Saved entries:
============
use super::FormatParser;
use crate::data::record::{coerce_price, coerce_year, Record, RecordBatch, SourceFormat, FIELD_NAMES};
use crate::error::{EtlError, Result};
use serde::Deserialize;
use std::path::Path;

/// Raw CSV row, matched to the header by column name.
#[derive(Debug, Deserialize)]
struct CsvRow {
    car_model: String,
    year_of_manufacture: String,
    price: String,
    fuel: String,
}

/// Reads comma-delimited files with a header row.
///
/// Columns are looked up by header name, so their order in the file does not
/// matter and extra columns are ignored.
#[derive(Debug, Clone, Copy, Default)]
pub struct CsvParser;

impl FormatParser for CsvParser {
    fn format(&self) -> SourceFormat {
        SourceFormat::Csv
    }

    fn parse(&self, path: &Path) -> Result<RecordBatch> {
        let mut reader = ::csv::ReaderBuilder::new()
            .has_headers(true)
            .from_path(path)
            .map_err(|e| EtlError::source_read(path, e))?;

        let headers = reader
            .headers()
            .map_err(|e| EtlError::source_read(path, format!("invalid header row: {}", e)))?
            .clone();

        if let Some(missing) = FIELD_NAMES
            .into_iter()
            .find(|field| !headers.iter().any(|h| h == *field))
        {
            return Err(EtlError::schema(
                path,
                format!("header row is missing column {:?}", missing),
            ));
        }

        let mut batch = RecordBatch::new();

        for result in reader.records() {
            let row = result.map_err(|e| EtlError::source_read(path, e))?;
            let line = row.position().map(|p| p.line()).unwrap_or_default();

            let raw: CsvRow = row
                .deserialize(Some(&headers))
                .map_err(|e| EtlError::schema(path, format!("line {}: {}", line, e)))?;

            batch.push(Record {
                year_of_manufacture: coerce_year(&raw.year_of_manufacture)
                    .map_err(|e| EtlError::schema(path, format!("line {}: {}", line, e)))?,
                price: coerce_price(&raw.price)
                    .map_err(|e| EtlError::schema(path, format!("line {}: {}", line, e)))?,
                car_model: raw.car_model,
                fuel: raw.fuel,
            });
        }

        Ok(batch)
    }
}

#[cfg(test)]
mod tests {
    use super::*;
    use crate::error::ErrorKind;
    use std::fs;
    use tempfile::TempDir;

    fn write_fixture(dir: &TempDir, name: &str, content: &str) -> std::path::PathBuf {
        let path = dir.path().join(name);
        fs::write(&path, content).unwrap();
        path
    }

    #[test]
    fn test_parse_rows_in_order() {
        let dir = TempDir::new().unwrap();
        let path = write_fixture(
            &dir,
            "used_car_prices1.csv",
            "car_model,year_of_manufacture,price,fuel\n\
             ritz,2014,5000.0,Petrol\n\
             sx4,2013,7089.552238805969,Diesel\n\
             \"Toyota Corolla\",2019,19999.999,Petrol\n",
        );

        let batch = CsvParser.parse(&path).unwrap();
        assert_eq!(batch.len(), 3);
        assert_eq!(batch[0].car_model, "ritz");
        assert_eq!(batch[0].year_of_manufacture, 2014);
        assert_eq!(batch[1].price, 7089.552238805969);
        assert_eq!(batch[1].fuel, "Diesel");
        assert_eq!(batch[2].car_model, "Toyota Corolla");
        assert_eq!(batch[2].price, 19999.999);
    }

    #[test]
    fn test_columns_matched_by_name() {
        let dir = TempDir::new().unwrap();
        let path = write_fixture(
            &dir,
            "reordered.csv",
            "fuel,price,dealer,car_model,year_of_manufacture\n\
             Electric,44999.5,north,Tesla Model 3,2021\n",
        );

        let batch = CsvParser.parse(&path).unwrap();
        assert_eq!(
            batch,
            vec![Record {
                car_model: "Tesla Model 3".to_string(),
                year_of_manufacture: 2021,
                price: 44999.5,
                fuel: "Electric".to_string(),
            }]
        );
    }

    #[test]
    fn test_header_only_file_is_empty_batch() {
        let dir = TempDir::new().unwrap();
        let path = write_fixture(&dir, "empty.csv", "car_model,year_of_manufacture,price,fuel\n");
        assert!(CsvParser.parse(&path).unwrap().is_empty());
    }

    #[test]
    fn test_missing_column_is_schema_error() {
        let dir = TempDir::new().unwrap();
        let path = write_fixture(&dir, "no_fuel.csv", "car_model,year_of_manufacture,price\nritz,2014,5000\n");
        let err = CsvParser.parse(&path).unwrap_err();
        assert_eq!(err.kind(), ErrorKind::Schema);
        assert!(err.to_string().contains("fuel"));
    }

    #[test]
    fn test_ragged_row_is_source_error() {
        let dir = TempDir::new().unwrap();
        let path = write_fixture(
            &dir,
            "ragged.csv",
            "car_model,year_of_manufacture,price,fuel\nritz,2014,5000.0\n",
        );
        assert_eq!(CsvParser.parse(&path).unwrap_err().kind(), ErrorKind::SourceRead);
    }

    #[test]
    fn test_bad_price_is_schema_error() {
        let dir = TempDir::new().unwrap();
        let path = write_fixture(
            &dir,
            "bad_price.csv",
            "car_model,year_of_manufacture,price,fuel\nritz,2014,call us,Petrol\n",
        );
        let err = CsvParser.parse(&path).unwrap_err();
        assert_eq!(err.kind(), ErrorKind::Schema);
        assert!(err.to_string().contains("line 2"));
    }

    #[test]
    fn test_missing_file_is_source_error() {
        let dir = TempDir::new().unwrap();
        let err = CsvParser.parse(&dir.path().join("absent.csv")).unwrap_err();
        assert_eq!(err.kind(), ErrorKind::SourceRead);
    }
}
============
## About this task
From the records above, tally every line that includes the word "struct" and reply with the total by itself.

## Result of the task
2